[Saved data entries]
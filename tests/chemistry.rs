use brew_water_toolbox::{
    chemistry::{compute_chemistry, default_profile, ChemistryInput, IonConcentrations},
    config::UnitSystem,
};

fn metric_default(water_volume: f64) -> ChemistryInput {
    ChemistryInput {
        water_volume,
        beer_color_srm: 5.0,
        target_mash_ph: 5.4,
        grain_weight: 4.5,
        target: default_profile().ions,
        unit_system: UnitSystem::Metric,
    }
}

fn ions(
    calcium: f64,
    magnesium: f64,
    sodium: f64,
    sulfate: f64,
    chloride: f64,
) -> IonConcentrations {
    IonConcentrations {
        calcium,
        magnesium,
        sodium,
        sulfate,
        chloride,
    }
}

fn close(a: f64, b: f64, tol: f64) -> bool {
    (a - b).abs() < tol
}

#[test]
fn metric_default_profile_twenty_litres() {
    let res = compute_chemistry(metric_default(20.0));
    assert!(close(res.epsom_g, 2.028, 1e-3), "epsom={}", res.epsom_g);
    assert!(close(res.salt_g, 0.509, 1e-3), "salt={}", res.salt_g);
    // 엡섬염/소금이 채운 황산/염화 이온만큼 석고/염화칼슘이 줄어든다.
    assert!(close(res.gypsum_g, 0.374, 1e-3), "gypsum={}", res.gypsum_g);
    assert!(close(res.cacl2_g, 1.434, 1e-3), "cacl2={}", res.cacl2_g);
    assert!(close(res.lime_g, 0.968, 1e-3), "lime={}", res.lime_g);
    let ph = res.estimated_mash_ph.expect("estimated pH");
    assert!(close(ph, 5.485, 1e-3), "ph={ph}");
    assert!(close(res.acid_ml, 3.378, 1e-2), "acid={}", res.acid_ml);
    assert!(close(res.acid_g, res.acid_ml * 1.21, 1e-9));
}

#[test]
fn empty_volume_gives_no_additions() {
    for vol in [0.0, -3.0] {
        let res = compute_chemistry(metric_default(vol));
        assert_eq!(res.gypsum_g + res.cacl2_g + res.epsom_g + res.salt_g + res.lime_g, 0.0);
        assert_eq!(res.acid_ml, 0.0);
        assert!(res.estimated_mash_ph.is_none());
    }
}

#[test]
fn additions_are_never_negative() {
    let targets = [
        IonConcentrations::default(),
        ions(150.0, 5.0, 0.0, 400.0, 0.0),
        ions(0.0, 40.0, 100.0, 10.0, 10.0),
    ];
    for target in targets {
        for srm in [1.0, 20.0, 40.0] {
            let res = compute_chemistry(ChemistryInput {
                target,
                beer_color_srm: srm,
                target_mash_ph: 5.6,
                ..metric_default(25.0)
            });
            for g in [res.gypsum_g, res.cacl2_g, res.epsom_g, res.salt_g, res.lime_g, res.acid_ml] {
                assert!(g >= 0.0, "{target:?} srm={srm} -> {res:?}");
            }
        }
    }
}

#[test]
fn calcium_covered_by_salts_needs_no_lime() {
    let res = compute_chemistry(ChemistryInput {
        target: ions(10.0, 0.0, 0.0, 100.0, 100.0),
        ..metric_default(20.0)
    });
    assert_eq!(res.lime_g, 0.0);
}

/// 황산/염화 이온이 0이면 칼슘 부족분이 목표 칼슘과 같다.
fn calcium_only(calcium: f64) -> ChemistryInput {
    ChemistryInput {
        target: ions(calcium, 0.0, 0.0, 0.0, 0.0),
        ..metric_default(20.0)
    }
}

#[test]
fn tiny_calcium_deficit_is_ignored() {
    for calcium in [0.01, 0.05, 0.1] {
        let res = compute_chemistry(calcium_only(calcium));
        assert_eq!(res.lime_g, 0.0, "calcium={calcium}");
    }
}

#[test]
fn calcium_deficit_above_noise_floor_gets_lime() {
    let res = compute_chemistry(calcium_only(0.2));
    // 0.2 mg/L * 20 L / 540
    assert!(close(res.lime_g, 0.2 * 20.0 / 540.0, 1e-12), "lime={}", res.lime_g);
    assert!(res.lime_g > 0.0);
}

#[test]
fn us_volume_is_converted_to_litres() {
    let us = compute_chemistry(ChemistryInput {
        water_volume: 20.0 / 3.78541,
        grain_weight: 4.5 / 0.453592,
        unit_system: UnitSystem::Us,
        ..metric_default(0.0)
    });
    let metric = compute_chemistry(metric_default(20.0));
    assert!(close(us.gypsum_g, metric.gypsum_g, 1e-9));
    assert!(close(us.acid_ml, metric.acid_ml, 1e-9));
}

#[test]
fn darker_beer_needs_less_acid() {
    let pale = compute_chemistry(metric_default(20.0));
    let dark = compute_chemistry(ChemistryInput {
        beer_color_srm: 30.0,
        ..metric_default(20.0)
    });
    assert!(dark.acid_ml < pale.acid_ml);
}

• _TASK TO CARRY OUT_: Transcribe the data above in its entirety, exactly.

• _SOLUTION FOR THIS PROBLEM_:
filename tests/chemistry.rs
use brew_water_toolbox::{
    chemistry::{compute_chemistry, default_profile, ChemistryInput, IonConcentrations},
    config::UnitSystem,
};

fn metric_default(water_volume: f64) -> ChemistryInput {
    ChemistryInput {
        water_volume,
        beer_color_srm: 5.0,
        target_mash_ph: 5.4,
        grain_weight: 4.5,
        target: default_profile().ions,
        unit_system: UnitSystem::Metric,
    }
}

fn ions(
    calcium: f64,
    magnesium: f64,
    sodium: f64,
    sulfate: f64,
    chloride: f64,
) -> IonConcentrations {
    IonConcentrations {
        calcium,
        magnesium,
        sodium,
        sulfate,
        chloride,
    }
}

fn close(a: f64, b: f64, tol: f64) -> bool {
    (a - b).abs() < tol
}

#[test]
fn metric_default_profile_twenty_litres() {
    let res = compute_chemistry(metric_default(20.0));
    assert!(close(res.epsom_g, 2.028, 1e-3), "epsom={}", res.epsom_g);
    assert!(close(res.salt_g, 0.509, 1e-3), "salt={}", res.salt_g);
    // 엡섬염/소금이 채운 황산/염화 이온만큼 석고/염화칼슘이 줄어든다.
    assert!(close(res.gypsum_g, 0.374, 1e-3), "gypsum={}", res.gypsum_g);
    assert!(close(res.cacl2_g, 1.434, 1e-3), "cacl2={}", res.cacl2_g);
    assert!(close(res.lime_g, 0.968, 1e-3), "lime={}", res.lime_g);
    let ph = res.estimated_mash_ph.expect("estimated pH");
    assert!(close(ph, 5.485, 1e-3), "ph={ph}");
    assert!(close(res.acid_ml, 3.378, 1e-2), "acid={}", res.acid_ml);
    assert!(close(res.acid_g, res.acid_ml * 1.21, 1e-9));
}

#[test]
fn empty_volume_gives_no_additions() {
    for vol in [0.0, -3.0] {
        let res = compute_chemistry(metric_default(vol));
        assert_eq!(res.gypsum_g + res.cacl2_g + res.epsom_g + res.salt_g + res.lime_g, 0.0);
        assert_eq!(res.acid_ml, 0.0);
        assert!(res.estimated_mash_ph.is_none());
    }
}

#[test]
fn additions_are_never_negative() {
    let targets = [
        IonConcentrations::default(),
        ions(150.0, 5.0, 0.0, 400.0, 0.0),
        ions(0.0, 40.0, 100.0, 10.0, 10.0),
    ];
    for target in targets {
        for srm in [1.0, 20.0, 40.0] {
            let res = compute_chemistry(ChemistryInput {
                target,
                beer_color_srm: srm,
                target_mash_ph: 5.6,
                ..metric_default(25.0)
            });
            for g in [res.gypsum_g, res.cacl2_g, res.epsom_g, res.salt_g, res.lime_g, res.acid_ml] {
                assert!(g >= 0.0, "{target:?} srm={srm} -> {res:?}");
            }
        }
    }
}

#[test]
fn calcium_covered_by_salts_needs_no_lime() {
    let res = compute_chemistry(ChemistryInput {
        target: ions(10.0, 0.0, 0.0, 100.0, 100.0),
        ..metric_default(20.0)
    });
    assert_eq!(res.lime_g, 0.0);
}

/// 황산/염화 이온이 0이면 칼슘 부족분이 목표 칼슘과 같다.
fn calcium_only(calcium: f64) -> ChemistryInput {
    ChemistryInput {
        target: ions(calcium, 0.0, 0.0, 0.0, 0.0),
        ..metric_default(20.0)
    }
}

#[test]
fn tiny_calcium_deficit_is_ignored() {
    for calcium in [0.01, 0.05, 0.1] {
        let res = compute_chemistry(calcium_only(calcium));
        assert_eq!(res.lime_g, 0.0, "calcium={calcium}");
    }
}

#[test]
fn calcium_deficit_above_noise_floor_gets_lime() {
    let res = compute_chemistry(calcium_only(0.2));
    // 0.2 mg/L * 20 L / 540
    assert!(close(res.lime_g, 0.2 * 20.0 / 540.0, 1e-12), "lime={}", res.lime_g);
    assert!(res.lime_g > 0.0);
}

#[test]
fn us_volume_is_converted_to_litres() {
    let us = compute_chemistry(ChemistryInput {
        water_volume: 20.0 / 3.78541,
        grain_weight: 4.5 / 0.453592,
        unit_system: UnitSystem::Us,
        ..metric_default(0.0)
    });
    let metric = compute_chemistry(metric_default(20.0));
    assert!(close(us.gypsum_g, metric.gypsum_g, 1e-9));
    assert!(close(us.acid_ml, metric.acid_ml, 1e-9));
}

#[test]
fn darker_beer_needs_less_acid() {
    let pale = compute_chemistry(metric_default(20.0));
    let dark = compute_chemistry(ChemistryInput {
        beer_color_srm: 30.0,
        ..metric_default(20.0)
    });
    assert!(dark.acid_ml < pale.acid_ml);
}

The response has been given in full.